Go through the listing below and show each line that has the word "copied".
----
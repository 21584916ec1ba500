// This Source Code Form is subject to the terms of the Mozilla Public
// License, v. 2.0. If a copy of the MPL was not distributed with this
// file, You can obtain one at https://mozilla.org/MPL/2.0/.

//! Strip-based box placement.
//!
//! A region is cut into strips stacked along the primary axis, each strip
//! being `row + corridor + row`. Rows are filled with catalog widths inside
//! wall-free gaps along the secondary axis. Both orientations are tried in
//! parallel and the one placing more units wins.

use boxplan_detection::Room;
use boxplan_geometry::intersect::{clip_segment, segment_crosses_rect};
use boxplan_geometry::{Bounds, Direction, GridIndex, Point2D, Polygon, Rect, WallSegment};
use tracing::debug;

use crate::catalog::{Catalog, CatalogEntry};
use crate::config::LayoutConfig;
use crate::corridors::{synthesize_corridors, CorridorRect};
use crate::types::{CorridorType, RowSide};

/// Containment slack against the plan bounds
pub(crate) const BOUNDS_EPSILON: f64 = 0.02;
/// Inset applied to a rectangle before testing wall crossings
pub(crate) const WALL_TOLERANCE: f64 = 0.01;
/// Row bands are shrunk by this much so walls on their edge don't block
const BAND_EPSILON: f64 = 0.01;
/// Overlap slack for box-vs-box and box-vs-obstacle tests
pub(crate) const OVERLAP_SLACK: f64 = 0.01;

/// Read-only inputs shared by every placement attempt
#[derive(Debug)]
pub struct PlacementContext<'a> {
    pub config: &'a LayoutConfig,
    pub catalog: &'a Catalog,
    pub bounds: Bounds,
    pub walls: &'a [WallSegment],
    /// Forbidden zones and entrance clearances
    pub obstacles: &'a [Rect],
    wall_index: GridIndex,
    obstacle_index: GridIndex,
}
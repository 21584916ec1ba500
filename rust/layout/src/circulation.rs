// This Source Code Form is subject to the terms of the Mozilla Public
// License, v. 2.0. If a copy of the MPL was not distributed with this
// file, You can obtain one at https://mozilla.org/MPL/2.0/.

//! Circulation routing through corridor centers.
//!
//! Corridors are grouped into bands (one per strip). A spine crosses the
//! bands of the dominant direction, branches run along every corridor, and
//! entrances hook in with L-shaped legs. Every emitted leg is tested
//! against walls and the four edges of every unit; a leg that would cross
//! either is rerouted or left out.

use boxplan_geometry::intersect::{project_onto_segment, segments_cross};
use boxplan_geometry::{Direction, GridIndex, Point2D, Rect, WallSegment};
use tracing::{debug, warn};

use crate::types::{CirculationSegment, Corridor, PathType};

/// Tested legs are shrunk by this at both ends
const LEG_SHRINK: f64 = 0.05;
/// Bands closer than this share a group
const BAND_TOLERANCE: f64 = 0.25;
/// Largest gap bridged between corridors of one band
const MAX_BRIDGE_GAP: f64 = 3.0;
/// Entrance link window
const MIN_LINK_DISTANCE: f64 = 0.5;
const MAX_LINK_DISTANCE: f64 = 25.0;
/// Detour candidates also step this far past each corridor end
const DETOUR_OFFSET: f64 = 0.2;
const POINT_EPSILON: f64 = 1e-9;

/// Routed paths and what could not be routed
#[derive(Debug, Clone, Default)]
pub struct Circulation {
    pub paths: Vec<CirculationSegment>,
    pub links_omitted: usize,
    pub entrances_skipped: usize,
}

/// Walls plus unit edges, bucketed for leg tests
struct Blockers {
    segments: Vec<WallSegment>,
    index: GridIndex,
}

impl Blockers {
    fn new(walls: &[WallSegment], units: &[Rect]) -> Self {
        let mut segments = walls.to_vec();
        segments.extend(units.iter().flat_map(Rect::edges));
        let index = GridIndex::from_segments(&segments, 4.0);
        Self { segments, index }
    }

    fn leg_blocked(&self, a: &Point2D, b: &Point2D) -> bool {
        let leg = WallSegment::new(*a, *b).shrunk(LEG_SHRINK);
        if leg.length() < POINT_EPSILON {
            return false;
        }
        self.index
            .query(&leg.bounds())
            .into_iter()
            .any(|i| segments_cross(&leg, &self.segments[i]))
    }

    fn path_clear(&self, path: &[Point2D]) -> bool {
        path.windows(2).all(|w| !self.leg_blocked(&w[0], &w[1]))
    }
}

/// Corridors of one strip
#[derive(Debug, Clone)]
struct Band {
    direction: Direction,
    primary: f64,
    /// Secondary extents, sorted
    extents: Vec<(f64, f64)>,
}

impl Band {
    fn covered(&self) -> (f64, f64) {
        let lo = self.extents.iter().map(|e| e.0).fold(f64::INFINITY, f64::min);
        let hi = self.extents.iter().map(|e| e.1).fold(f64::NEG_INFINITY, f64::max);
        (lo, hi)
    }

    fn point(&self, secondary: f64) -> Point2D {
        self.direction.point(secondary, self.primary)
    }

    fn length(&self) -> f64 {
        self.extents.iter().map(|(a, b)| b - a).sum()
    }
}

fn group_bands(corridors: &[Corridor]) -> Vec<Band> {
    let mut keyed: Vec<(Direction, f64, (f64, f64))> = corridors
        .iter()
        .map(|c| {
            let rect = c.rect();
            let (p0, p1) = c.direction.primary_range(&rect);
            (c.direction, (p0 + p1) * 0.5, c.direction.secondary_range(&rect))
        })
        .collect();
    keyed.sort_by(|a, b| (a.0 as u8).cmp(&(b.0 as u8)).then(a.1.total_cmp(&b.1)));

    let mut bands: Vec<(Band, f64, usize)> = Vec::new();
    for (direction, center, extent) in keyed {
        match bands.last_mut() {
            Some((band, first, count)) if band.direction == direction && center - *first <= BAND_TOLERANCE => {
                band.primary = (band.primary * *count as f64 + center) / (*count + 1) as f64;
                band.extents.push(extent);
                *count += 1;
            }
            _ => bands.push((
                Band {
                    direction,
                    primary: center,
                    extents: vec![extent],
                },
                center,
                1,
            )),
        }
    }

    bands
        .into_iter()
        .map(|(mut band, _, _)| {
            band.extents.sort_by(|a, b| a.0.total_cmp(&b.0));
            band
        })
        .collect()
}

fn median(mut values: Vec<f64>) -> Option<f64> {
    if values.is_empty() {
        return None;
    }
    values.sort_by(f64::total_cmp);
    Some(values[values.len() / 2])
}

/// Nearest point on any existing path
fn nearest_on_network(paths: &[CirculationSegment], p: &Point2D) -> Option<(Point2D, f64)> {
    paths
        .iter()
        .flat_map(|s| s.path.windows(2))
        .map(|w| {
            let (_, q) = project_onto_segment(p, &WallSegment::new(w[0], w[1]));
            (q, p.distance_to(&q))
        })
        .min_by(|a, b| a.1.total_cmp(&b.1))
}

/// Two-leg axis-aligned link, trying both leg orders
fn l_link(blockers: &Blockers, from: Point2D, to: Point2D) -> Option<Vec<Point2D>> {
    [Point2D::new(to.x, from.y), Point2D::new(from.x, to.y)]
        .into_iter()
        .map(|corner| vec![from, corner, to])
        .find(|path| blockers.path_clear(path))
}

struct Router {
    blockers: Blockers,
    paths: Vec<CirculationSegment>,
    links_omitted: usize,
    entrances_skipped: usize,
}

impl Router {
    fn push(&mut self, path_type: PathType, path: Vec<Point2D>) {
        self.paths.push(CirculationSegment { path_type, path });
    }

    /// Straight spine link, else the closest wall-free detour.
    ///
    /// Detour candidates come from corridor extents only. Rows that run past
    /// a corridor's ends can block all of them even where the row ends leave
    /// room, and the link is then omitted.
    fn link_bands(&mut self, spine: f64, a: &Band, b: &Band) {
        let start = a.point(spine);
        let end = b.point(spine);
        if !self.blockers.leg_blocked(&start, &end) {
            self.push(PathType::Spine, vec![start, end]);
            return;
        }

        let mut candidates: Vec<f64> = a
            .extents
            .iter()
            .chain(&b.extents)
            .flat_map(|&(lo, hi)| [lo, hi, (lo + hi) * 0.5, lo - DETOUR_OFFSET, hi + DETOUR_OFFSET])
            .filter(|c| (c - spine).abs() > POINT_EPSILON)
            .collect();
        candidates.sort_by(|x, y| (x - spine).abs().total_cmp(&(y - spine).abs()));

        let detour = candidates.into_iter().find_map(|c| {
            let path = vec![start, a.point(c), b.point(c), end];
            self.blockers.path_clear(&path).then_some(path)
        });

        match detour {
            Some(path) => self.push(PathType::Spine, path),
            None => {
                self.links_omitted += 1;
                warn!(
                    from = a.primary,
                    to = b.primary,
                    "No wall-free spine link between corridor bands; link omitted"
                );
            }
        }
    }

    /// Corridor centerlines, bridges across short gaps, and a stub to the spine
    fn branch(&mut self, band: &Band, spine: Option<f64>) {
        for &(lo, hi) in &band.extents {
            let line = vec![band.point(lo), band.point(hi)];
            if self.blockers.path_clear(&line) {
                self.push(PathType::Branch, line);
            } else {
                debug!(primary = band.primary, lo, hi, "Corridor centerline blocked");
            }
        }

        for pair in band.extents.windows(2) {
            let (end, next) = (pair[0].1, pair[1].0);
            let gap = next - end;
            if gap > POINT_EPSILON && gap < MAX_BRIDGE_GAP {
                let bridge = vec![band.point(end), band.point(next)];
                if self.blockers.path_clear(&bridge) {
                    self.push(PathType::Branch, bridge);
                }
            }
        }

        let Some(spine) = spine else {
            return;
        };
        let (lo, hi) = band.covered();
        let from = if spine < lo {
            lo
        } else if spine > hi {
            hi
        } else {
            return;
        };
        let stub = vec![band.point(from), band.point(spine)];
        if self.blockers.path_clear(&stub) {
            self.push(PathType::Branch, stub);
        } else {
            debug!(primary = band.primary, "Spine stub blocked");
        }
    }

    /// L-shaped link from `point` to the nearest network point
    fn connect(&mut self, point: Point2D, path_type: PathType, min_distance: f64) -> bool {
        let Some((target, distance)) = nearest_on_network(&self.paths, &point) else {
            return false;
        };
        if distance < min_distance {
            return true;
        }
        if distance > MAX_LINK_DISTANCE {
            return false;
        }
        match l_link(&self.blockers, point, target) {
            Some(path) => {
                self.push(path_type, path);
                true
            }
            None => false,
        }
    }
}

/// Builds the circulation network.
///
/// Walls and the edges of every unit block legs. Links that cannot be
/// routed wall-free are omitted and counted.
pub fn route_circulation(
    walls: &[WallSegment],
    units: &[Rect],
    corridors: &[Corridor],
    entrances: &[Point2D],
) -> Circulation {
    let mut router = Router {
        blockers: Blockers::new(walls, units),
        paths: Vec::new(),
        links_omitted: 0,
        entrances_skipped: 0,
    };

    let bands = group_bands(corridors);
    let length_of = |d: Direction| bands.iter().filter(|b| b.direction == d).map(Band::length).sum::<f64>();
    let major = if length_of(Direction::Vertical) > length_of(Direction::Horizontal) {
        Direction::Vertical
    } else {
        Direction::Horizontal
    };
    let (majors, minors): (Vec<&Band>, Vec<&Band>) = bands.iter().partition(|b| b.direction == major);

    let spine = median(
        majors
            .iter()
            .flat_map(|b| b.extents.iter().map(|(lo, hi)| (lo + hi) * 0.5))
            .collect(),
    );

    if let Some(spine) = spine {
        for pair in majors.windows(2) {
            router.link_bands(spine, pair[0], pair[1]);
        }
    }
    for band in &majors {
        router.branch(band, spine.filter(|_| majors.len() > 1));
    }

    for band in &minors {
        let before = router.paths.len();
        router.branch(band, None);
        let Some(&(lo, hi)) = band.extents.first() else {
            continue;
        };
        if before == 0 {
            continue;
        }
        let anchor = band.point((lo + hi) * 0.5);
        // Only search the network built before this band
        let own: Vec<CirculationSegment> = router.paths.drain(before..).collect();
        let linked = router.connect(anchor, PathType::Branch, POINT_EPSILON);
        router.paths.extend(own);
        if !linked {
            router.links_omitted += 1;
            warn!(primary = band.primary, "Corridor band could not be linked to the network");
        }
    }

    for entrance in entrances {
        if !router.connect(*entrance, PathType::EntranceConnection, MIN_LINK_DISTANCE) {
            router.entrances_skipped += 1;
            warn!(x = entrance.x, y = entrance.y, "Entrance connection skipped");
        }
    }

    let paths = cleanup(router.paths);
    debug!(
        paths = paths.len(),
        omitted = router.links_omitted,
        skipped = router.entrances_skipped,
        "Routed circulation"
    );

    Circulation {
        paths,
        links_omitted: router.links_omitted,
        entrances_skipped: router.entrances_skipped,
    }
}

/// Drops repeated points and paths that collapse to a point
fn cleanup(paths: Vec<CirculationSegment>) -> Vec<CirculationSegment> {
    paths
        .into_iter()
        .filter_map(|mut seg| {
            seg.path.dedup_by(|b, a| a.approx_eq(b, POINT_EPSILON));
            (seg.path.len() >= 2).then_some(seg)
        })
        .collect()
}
----
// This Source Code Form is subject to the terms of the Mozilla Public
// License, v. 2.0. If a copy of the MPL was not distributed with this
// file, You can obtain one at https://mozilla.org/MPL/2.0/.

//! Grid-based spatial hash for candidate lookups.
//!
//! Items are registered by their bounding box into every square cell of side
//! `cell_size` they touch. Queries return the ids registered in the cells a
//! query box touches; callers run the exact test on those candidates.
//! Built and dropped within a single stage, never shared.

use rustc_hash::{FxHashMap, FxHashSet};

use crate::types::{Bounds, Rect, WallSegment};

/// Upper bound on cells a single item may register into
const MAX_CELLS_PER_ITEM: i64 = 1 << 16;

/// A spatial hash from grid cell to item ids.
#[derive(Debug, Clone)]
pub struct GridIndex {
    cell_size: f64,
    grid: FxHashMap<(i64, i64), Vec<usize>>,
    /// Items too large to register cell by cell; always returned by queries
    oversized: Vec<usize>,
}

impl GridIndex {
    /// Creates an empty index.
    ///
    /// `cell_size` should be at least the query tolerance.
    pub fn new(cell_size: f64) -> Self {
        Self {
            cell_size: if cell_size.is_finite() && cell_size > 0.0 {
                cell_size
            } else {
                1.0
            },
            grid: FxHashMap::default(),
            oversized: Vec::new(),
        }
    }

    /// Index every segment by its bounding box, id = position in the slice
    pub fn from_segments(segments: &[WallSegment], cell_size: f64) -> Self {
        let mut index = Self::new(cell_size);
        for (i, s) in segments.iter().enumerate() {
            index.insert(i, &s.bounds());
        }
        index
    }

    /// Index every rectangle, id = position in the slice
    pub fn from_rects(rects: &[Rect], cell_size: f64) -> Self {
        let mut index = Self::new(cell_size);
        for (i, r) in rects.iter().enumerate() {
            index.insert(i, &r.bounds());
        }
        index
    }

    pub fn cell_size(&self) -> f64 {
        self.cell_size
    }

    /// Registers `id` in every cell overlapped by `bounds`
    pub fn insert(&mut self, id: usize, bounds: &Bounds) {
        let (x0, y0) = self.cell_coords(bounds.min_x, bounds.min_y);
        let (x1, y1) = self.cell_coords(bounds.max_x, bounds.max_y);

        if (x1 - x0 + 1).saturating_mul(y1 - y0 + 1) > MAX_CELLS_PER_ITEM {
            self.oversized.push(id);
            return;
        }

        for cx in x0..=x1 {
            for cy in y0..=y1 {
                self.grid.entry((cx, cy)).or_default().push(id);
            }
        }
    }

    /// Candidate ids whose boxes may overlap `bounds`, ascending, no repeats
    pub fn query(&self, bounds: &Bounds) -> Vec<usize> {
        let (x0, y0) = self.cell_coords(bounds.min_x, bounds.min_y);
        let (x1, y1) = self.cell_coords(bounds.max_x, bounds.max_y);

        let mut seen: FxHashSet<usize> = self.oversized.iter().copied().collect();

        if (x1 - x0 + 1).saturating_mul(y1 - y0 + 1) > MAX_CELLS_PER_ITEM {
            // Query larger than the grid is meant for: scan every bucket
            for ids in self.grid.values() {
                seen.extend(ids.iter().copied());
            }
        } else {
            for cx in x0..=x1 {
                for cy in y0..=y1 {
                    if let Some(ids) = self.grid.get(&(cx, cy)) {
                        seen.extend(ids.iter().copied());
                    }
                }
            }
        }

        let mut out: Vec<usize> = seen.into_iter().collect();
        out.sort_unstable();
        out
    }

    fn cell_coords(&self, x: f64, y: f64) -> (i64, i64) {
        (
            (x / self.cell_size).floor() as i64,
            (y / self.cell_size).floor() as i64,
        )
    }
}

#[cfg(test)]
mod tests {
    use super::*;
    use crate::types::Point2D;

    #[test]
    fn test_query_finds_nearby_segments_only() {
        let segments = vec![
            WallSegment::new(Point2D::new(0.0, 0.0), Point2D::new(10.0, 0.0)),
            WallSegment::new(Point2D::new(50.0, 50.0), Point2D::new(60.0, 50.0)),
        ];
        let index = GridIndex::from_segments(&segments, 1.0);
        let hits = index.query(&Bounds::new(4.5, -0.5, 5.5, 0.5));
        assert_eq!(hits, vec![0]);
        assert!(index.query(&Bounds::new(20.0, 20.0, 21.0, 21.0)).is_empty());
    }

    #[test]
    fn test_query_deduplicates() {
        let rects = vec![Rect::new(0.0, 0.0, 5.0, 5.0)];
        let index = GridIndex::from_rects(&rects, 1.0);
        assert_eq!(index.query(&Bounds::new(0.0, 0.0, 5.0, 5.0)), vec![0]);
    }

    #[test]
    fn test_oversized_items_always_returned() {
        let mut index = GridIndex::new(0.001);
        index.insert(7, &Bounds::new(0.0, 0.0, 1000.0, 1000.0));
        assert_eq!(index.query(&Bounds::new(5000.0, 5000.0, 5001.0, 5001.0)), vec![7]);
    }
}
----
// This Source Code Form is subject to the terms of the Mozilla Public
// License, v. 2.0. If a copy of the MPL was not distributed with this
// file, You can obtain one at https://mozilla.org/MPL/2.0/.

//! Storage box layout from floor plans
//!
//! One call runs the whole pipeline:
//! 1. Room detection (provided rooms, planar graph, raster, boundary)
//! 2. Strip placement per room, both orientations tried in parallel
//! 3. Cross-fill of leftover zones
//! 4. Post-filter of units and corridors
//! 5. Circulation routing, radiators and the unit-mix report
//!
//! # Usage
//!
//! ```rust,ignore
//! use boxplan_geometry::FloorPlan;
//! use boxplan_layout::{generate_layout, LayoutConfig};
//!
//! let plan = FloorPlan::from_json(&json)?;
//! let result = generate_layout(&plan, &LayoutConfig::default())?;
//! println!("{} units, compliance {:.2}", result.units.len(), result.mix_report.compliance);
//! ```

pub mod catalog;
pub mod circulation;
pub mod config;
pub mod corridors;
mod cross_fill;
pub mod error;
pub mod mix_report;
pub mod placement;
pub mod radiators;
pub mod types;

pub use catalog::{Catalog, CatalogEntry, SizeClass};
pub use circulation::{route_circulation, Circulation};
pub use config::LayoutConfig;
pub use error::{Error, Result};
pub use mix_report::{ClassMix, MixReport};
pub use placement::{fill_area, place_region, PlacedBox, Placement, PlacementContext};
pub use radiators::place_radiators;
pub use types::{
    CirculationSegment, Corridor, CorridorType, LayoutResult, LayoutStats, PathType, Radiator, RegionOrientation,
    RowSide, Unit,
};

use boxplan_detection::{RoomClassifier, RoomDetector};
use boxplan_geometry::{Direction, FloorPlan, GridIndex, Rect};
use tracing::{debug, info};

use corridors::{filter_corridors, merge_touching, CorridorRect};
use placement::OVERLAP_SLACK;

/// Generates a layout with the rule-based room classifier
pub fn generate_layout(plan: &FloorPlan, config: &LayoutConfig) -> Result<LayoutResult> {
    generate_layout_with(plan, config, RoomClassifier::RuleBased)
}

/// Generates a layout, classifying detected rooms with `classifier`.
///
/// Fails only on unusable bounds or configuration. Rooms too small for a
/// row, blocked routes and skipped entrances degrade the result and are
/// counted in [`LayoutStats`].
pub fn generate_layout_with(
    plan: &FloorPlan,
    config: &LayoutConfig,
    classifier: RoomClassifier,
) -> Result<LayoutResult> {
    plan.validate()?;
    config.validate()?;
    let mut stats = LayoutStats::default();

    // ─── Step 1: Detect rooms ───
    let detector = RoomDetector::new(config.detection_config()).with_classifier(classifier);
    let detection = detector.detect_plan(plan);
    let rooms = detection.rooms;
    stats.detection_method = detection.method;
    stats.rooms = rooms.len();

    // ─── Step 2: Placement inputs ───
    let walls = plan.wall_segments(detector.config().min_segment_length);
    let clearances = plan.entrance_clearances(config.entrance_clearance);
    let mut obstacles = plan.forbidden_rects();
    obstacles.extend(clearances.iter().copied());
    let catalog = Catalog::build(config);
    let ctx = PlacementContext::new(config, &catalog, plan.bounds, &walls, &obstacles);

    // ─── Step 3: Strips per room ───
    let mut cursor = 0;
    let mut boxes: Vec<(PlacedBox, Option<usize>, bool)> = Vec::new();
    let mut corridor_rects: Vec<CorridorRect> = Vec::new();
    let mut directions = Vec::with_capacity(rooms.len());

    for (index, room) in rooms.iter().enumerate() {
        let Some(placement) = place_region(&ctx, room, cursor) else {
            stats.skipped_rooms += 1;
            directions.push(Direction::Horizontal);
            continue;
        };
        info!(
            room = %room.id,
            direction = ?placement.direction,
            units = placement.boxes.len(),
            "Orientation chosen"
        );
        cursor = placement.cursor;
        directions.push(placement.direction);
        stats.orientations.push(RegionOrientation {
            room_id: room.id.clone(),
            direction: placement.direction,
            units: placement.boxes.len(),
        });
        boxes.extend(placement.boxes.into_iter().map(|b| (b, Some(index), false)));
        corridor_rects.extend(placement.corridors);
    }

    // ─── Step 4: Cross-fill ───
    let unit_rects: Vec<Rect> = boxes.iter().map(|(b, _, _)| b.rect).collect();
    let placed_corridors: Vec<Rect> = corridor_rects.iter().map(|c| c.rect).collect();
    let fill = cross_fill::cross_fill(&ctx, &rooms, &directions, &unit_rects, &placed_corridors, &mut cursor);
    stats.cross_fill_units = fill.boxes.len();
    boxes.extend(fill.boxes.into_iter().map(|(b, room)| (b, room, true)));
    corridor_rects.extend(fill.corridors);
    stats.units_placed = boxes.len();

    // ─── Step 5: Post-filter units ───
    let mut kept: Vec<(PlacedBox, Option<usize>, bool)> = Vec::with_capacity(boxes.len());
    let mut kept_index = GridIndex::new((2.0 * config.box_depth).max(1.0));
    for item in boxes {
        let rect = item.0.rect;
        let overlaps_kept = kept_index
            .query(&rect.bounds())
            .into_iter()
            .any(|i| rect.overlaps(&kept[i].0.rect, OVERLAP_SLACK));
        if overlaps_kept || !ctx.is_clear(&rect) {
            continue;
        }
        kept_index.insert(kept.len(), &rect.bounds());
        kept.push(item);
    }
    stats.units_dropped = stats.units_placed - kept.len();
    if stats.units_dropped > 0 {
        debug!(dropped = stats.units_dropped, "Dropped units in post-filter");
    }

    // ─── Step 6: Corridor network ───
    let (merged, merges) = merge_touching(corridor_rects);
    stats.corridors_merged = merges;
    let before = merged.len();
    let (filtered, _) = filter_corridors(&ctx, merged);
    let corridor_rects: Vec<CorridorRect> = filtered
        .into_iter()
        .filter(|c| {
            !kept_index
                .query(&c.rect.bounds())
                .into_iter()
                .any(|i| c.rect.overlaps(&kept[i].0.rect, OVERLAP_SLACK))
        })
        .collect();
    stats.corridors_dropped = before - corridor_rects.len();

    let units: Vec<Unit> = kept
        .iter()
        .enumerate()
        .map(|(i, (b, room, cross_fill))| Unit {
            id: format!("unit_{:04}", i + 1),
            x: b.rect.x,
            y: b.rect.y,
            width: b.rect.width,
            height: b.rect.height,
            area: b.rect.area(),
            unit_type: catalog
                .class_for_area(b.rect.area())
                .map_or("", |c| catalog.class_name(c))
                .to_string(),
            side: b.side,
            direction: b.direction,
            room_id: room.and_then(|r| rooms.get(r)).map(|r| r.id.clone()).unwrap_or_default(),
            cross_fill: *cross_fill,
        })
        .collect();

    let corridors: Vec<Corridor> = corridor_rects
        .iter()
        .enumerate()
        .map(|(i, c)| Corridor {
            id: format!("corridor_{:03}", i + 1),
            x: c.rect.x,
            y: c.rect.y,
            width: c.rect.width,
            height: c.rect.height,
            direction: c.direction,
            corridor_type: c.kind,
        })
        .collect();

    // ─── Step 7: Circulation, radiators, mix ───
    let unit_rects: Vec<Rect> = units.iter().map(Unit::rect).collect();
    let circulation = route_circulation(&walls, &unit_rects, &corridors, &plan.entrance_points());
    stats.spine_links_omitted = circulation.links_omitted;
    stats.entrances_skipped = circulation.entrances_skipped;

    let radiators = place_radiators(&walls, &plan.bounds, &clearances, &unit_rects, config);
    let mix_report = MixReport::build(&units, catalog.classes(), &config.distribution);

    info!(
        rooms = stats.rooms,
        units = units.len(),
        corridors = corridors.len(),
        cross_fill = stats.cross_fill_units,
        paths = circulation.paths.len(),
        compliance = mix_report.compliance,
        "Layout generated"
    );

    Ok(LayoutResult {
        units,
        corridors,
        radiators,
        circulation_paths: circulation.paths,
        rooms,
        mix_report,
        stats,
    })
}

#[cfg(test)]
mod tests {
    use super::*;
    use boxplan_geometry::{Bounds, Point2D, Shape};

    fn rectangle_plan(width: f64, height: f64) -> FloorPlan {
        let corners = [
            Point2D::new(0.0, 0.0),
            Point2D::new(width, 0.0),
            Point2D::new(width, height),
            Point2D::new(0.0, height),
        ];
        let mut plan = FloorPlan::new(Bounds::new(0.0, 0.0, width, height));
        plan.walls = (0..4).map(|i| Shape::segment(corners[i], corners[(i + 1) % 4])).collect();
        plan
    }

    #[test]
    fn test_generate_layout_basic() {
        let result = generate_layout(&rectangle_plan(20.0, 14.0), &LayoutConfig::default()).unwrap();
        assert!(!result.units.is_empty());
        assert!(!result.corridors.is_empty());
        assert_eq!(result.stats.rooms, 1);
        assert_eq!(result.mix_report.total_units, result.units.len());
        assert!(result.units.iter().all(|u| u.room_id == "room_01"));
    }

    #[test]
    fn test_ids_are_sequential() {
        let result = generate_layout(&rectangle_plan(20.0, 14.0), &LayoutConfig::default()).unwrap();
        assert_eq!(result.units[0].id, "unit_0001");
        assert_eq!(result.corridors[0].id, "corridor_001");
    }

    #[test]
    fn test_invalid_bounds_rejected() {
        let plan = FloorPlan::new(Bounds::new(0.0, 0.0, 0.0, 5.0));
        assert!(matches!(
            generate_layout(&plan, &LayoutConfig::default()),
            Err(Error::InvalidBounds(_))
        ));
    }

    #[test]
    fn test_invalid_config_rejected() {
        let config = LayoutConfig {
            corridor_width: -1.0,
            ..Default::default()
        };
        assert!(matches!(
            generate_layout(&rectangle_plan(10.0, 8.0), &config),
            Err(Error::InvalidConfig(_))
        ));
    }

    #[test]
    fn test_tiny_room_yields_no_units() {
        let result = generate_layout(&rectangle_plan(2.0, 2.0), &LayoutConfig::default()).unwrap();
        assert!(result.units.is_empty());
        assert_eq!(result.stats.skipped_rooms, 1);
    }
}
----
» Answer section:
        let mut seen: FxHashSet<usize> = self.oversized.iter().copied().collect();
                seen.extend(ids.iter().copied());
                        seen.extend(ids.iter().copied());
    obstacles.extend(clearances.iter().copied());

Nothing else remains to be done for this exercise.